## [TASK BRIEF]
From the first line of the records below through the line containing "use std::ffi::OsStr;", copy everything exactly and nothing more.

........

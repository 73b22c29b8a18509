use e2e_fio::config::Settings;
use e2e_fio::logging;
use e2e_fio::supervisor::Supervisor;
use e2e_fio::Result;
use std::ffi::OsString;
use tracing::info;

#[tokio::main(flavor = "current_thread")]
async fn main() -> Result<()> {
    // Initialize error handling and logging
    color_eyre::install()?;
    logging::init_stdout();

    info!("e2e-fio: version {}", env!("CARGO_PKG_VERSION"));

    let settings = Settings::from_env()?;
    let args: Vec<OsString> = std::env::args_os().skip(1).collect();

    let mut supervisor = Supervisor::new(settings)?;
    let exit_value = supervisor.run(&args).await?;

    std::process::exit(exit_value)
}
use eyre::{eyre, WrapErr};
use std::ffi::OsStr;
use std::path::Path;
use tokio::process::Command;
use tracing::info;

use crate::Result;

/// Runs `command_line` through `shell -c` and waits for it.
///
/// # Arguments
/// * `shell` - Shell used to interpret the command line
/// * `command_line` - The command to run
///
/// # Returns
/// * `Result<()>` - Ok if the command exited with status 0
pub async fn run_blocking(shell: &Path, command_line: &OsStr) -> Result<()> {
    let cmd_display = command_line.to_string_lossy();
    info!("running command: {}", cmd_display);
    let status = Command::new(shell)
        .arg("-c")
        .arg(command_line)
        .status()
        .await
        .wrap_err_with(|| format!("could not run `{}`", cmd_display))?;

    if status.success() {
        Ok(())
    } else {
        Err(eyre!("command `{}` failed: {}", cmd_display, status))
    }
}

........

## [TASK RESPONSE]
repository 73b22c29b8a18509
use e2e_fio::config::Settings;
use e2e_fio::logging;
use e2e_fio::supervisor::Supervisor;
use e2e_fio::Result;
use std::ffi::OsString;
use tracing::info;

#[tokio::main(flavor = "current_thread")]
async fn main() -> Result<()> {
    // Initialize error handling and logging
    color_eyre::install()?;
    logging::init_stdout();

    info!("e2e-fio: version {}", env!("CARGO_PKG_VERSION"));

    let settings = Settings::from_env()?;
    let args: Vec<OsString> = std::env::args_os().skip(1).collect();

    let mut supervisor = Supervisor::new(settings)?;
    let exit_value = supervisor.run(&args).await?;

    std::process::exit(exit_value)
}
use eyre::{eyre, WrapErr};
use std::ffi::OsStr;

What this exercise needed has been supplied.